No respite for punters in Asia, Europe
WHILE punters here took a breather with the Singapore bourse closed for the Hari Raya Puasa holiday yesterday, there was no such respite for investors elsewhere.
In China, stocks struggled as the yuan fell to fresh 51/2-year lows and investors fled riskier assets on worries over the fallout from Britain's decision to leave the European Union.
The yuan extended its slide to a fifth straight session after China's central bank sharply weakened its official guidance rate as the dollar surged.
Both the blue-chip CSI300 and Shanghai Composite indexes fell 0.3 per cent in early trade but buying interest revived later in the session.
Consumer stocks rose 3.8 per cent, with resources and healthcare up 1.8 per cent, but banks slid.
In Hong Kong, the Hang Seng index dropped 1.2 per cent to 20,495.29.
Tokyo stocks also tumbled as fresh worries over Britain's vote to leave the EU sent the yen soaring, denting exporters, including Toyota and rival carmaker Honda.
The benchmark Nikkei 225 index ended 1.85 per cent, or 290.34 points, lower at 15,378.99 after tumbling more than 3 per cent in late morning trade.
The broader Topix index fell 1.79 per cent, or 22.44 points, to 1,234.20.
In Taiwan, stocks also slipped, shedding recent gains that had taken the Taiex index to more than three-month highs as regional markets also declined.

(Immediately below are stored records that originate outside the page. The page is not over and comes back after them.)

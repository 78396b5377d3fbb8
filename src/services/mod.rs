//! Service layer for the festival application.
//!
//! This module contains the business logic for:
//! - Department data resolution and fallback (`DepartmentService`)
//! - Event-name to department mapping (`EventDepartmentMap`)
//! - Registration CSV import and statistics (`RegistrationService`)
//! - Upload-history ledger (`UploadHistory`)
//! - Event poster images (`ImageService`)

pub mod departments;
pub mod event_map;
pub mod history;
pub mod images;
pub mod registrations;

pub use departments::{DepartmentCache, DepartmentService, SaveOutcome, SearchHit};
pub use event_map::{EventDepartmentMap, OTHERS_LABEL};
pub use history::{MAX_HISTORY_ENTRIES, UploadHistory};
pub use images::ImageService;
pub use registrations::{RegistrationMirror, RegistrationService};
//! Local filesystem blob store.
//!
//! Each bucket is a subdirectory under the root; objects are plain files.
//! Used for development and testing; production deployments should use
//! `S3BlobStore`.
//!
//! ## Storage Layout
//!
//! ```text
//! {root}/
//! ├── department-data/
//! │   └── cse.json
//! ├── registrations/
//! │   └── 2025-05-01T10-00-00-000Z-registration.csv
//! ├── registration-data/
//! │   └── current-count.json
//! └── event-images/
//!     └── cse/1746093600000-poster.png
//! ```

use std::path::PathBuf;

use async_trait::async_trait;
use chrono::{DateTime, Utc};
use tokio::io::AsyncWriteExt;

use crate::error::{AppError, Result};
use crate::storage::{BlobStore, BucketSpec, ObjectEntry};

/// Filesystem-backed blob store.
#[derive(Debug, Clone)]
pub struct LocalBlobStore {
    root_dir: PathBuf,
}

impl LocalBlobStore {
    /// Create a new store rooted at the given directory.
    pub fn new(root_dir: impl Into<PathBuf>) -> Self {
        Self {
            root_dir: root_dir.into(),
        }
    }

    /// Full path for an object.
    fn object_path(&self, bucket: &str, path: &str) -> PathBuf {
        self.root_dir.join(bucket).join(path)
    }

    /// Write bytes atomically (write to temp, then rename).
    async fn write_bytes(&self, target: &PathBuf, bytes: &[u8]) -> Result<()> {
        if let Some(parent) = target.parent() {
            tokio::fs::create_dir_all(parent).await?;
        }

        let tmp = target.with_extension("tmp");
        let mut file = tokio::fs::File::create(&tmp).await?;
        file.write_all(bytes).await?;
        file.flush().await?;
        drop(file);

        tokio::fs::rename(&tmp, target).await?;
        Ok(())
    }
}

#[async_trait]
impl BlobStore for LocalBlobStore {
    async fn ensure_buckets(&self, buckets: &[BucketSpec]) {
        for spec in buckets {
            let dir = self.root_dir.join(&spec.name);
            if let Err(e) = tokio::fs::create_dir_all(&dir).await {
                log::warn!("Could not create bucket directory {:?}: {}", dir, e);
            }
        }
    }

    async fn upload(
        &self,
        bucket: &str,
        path: &str,
        bytes: &[u8],
        _content_type: &str,
    ) -> Result<String> {
        let target = self.object_path(bucket, path);
        self.write_bytes(&target, bytes).await?;
        Ok(format!("file://{}", target.display()))
    }

    async fn download(&self, bucket: &str, path: &str) -> Result<Option<Vec<u8>>> {
        let target = self.object_path(bucket, path);
        match tokio::fs::read(&target).await {
            Ok(bytes) => Ok(Some(bytes)),
            Err(e) if e.kind() == std::io::ErrorKind::NotFound => Ok(None),
            Err(e) if e.kind() == std::io::ErrorKind::PermissionDenied => Ok(None),
            Err(e) => Err(AppError::Io(e)),
        }
    }

    async fn list(&self, bucket: &str, prefix: &str) -> Result<Vec<ObjectEntry>> {
        let dir = self.root_dir.join(bucket);

        let mut entries = Vec::new();
        let mut read_dir = match tokio::fs::read_dir(&dir).await {
            Ok(rd) => rd,
            Err(e) if e.kind() == std::io::ErrorKind::NotFound => return Ok(entries),
            Err(e) => return Err(AppError::Io(e)),
        };

        while let Some(entry) = read_dir.next_entry().await? {
            let name = entry.file_name().to_string_lossy().to_string();
            if !name.starts_with(prefix) || name.ends_with(".tmp") {
                continue;
            }

            let meta = entry.metadata().await?;
            if !meta.is_file() {
                continue;
            }

            let created_at: DateTime<Utc> = meta
                .created()
                .or_else(|_| meta.modified())
                .map(DateTime::from)
                .unwrap_or_else(|_| Utc::now());

            entries.push(ObjectEntry {
                name,
                created_at,
                size: meta.len(),
            });
        }

        entries.sort_by(|a, b| b.created_at.cmp(&a.created_at));
        Ok(entries)
    }

    async fn remove(&self, bucket: &str, paths: &[String]) -> Result<()> {
        for path in paths {
            let target = self.object_path(bucket, path);
            match tokio::fs::remove_file(&target).await {
                Ok(()) => {}
                Err(e) if e.kind() == std::io::ErrorKind::NotFound => {}
                Err(e) => return Err(AppError::Io(e)),
            }
        }
        Ok(())
    }
}
//! [`LogConfig`] and the subscriber built from it.

use std::path::PathBuf;
use std::str::FromStr;

use serde::{Deserialize, Serialize};
use tracing_subscriber::filter::Directive;
use tracing_subscriber::fmt::MakeWriter;
use tracing_subscriber::layer::{Layered, SubscriberExt};
use tracing_subscriber::util::SubscriberInitExt;
use tracing_subscriber::{EnvFilter, Layer, Registry, fmt};

use crate::error::{TelemetryError, TelemetryResult};

type FmtLayer = Box<dyn Layer<Layered<EnvFilter, Registry>> + Send + Sync + 'static>;

/// Line layout of the `fmt` layer.
#[derive(Debug, Clone, Copy, Default, PartialEq, Eq, Serialize, Deserialize)]
#[serde(rename_all = "lowercase")]
pub enum LogFormat {
    /// Multi-line, for a developer at a terminal.
    #[default]
    Pretty,
    /// One line per event.
    Compact,
    /// One JSON object per event.
    Json,
    /// `tracing_subscriber`'s own default layout.
    Full,
}

impl LogFormat {
    const NAMES: [(&'static str, Self); 4] = [
        ("pretty", Self::Pretty),
        ("compact", Self::Compact),
        ("json", Self::Json),
        ("full", Self::Full),
    ];
}

impl FromStr for LogFormat {
    type Err = TelemetryError;

    fn from_str(s: &str) -> Result<Self, Self::Err> {
        Self::NAMES
            .iter()
            .find(|(name, _)| name.eq_ignore_ascii_case(s))
            .map(|(_, format)| *format)
            .ok_or_else(|| TelemetryError::BadSetting(format!("no log format named `{s}`")))
    }
}

/// Where events are written.
#[derive(Debug, Clone, Default, PartialEq, Eq, Serialize, Deserialize)]
#[serde(rename_all = "lowercase")]
pub enum LogTarget {
    /// Standard output.
    Stdout,
    /// Standard error.
    #[default]
    Stderr,
    /// A directory of files rotated daily, named `{prefix}.{date}`.
    Directory {
        /// Created on setup if missing.
        path: PathBuf,
        /// File name prefix.
        prefix: String,
    },
}

/// Everything [`setup_logging`] needs.
#[derive(Debug, Clone, PartialEq, Eq, Serialize, Deserialize)]
#[serde(default)]
pub struct LogConfig {
    /// Base filter, e.g. `info`.
    pub level: String,
    /// Layout.
    pub format: LogFormat,
    /// Destination.
    pub target: LogTarget,
    /// Extra per-target directives such as `botvy_plugins=debug`.
    pub directives: Vec<String>,
    /// Prefix events with the time.
    pub timestamps: bool,
    /// Emit color escapes. Ignored for [`LogTarget::Directory`].
    pub ansi: bool,
}

impl Default for LogConfig {
    fn default() -> Self {
        Self {
            level: "info".to_owned(),
            format: LogFormat::Pretty,
            target: LogTarget::Stderr,
            directives: Vec::new(),
            timestamps: true,
            ansi: true,
        }
    }
}

impl LogConfig {
    /// Defaults with `level` as the base filter.
    #[must_use]
    pub fn new(level: impl Into<String>) -> Self {
        Self {
            level: level.into(),
            ..Self::default()
        }
    }

    /// Replace [`LogConfig::format`].
    #[must_use]
    pub fn with_format(self, format: LogFormat) -> Self {
        Self { format, ..self }
    }

    /// Write to daily files under `path` instead of a stream.
    #[must_use]
    pub fn in_directory(self, path: impl Into<PathBuf>, prefix: impl Into<String>) -> Self {
        let target = LogTarget::Directory {
            path: path.into(),
            prefix: prefix.into(),
        };
        Self { target, ..self }
    }

    /// Append one directive.
    #[must_use]
    pub fn with_directive(self, directive: impl Into<String>) -> Self {
        self.with_directives([directive])
    }

    /// Append several directives.
    #[must_use]
    pub fn with_directives<I, S>(mut self, directives: I) -> Self
    where
        I: IntoIterator<Item = S>,
        S: Into<String>,
    {
        self.directives.extend(directives.into_iter().map(Into::into));
        self
    }

    /// Drop the time prefix.
    #[must_use]
    pub fn without_timestamps(self) -> Self {
        Self {
            timestamps: false,
            ..self
        }
    }

    fn filter(&self) -> TelemetryResult<EnvFilter> {
        let base = EnvFilter::try_new(&self.level)
            .map_err(|e| TelemetryError::BadSetting(e.to_string()))?;
        self.directives.iter().try_fold(base, |filter, raw| {
            let directive: Directive = raw
                .parse()
                .map_err(|e| TelemetryError::BadSetting(format!("directive `{raw}`: {e}")))?;
            Ok(filter.add_directive(directive))
        })
    }

    fn fmt_layer<W>(&self, writer: W, ansi: bool) -> FmtLayer
    where
        W: for<'a> MakeWriter<'a> + Send + Sync + 'static,
    {
        let layer = fmt::layer().with_writer(writer).with_ansi(ansi);
        match (self.format, self.timestamps) {
            (LogFormat::Pretty, true) => layer.pretty().boxed(),
            (LogFormat::Pretty, false) => layer.pretty().without_time().boxed(),
            (LogFormat::Compact, true) => layer.compact().boxed(),
            (LogFormat::Compact, false) => layer.compact().without_time().boxed(),
            (LogFormat::Json, true) => layer.json().boxed(),
            (LogFormat::Json, false) => layer.json().without_time().boxed(),
            (LogFormat::Full, true) => layer.boxed(),
            (LogFormat::Full, false) => layer.without_time().boxed(),
        }
    }
}

/// Install the global subscriber described by `config`.
///
/// # Errors
///
/// [`TelemetryError::BadSetting`] for an unparsable filter,
/// [`TelemetryError::Io`] when the log directory cannot be created and
/// [`TelemetryError::SubscriberInstalled`] on a second call.
pub fn setup_logging(config: &LogConfig) -> TelemetryResult<()> {
    let filter = config.filter()?;
    let layer = match &config.target {
        LogTarget::Stdout => config.fmt_layer(std::io::stdout, config.ansi),
        LogTarget::Stderr => config.fmt_layer(std::io::stderr, config.ansi),
        LogTarget::Directory { path, prefix } => {
            std::fs::create_dir_all(path)?;
            config.fmt_layer(tracing_appender::rolling::daily(path, prefix), false)
        },
    };

    tracing_subscriber::registry()
        .with(filter)
        .with(layer)
        .try_init()
        .map_err(|e| TelemetryError::SubscriberInstalled(e.to_string()))
}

The losses were broad-based as all major sub-sectors were down.
Index heavyweight contract chipmaker TSMC was down 2.1 per cent.
There was little to cheer too in Europe as the main stock markets slid at the start of trading yesterday, extending recent Brexit-driven losses as the British pound nosedived to a fresh 31-year low.
London's benchmark FTSE 100 index dipped 0.2 per cent compared with Tuesday's close to open at 6,530.43 points.
Frankfurt's DAX 30 dropped 0.9 per cent to 9,449.57 points and the Paris CAC 40 shed almost 0.9 per cent to 4,127.20.
"Renewed worries about Brexit fallout, exacerbated by property fund suspensions, dragged Asian equities lower... along with further declines by oil on global growth fears," said Accendo Markets analyst Mike van Dulken.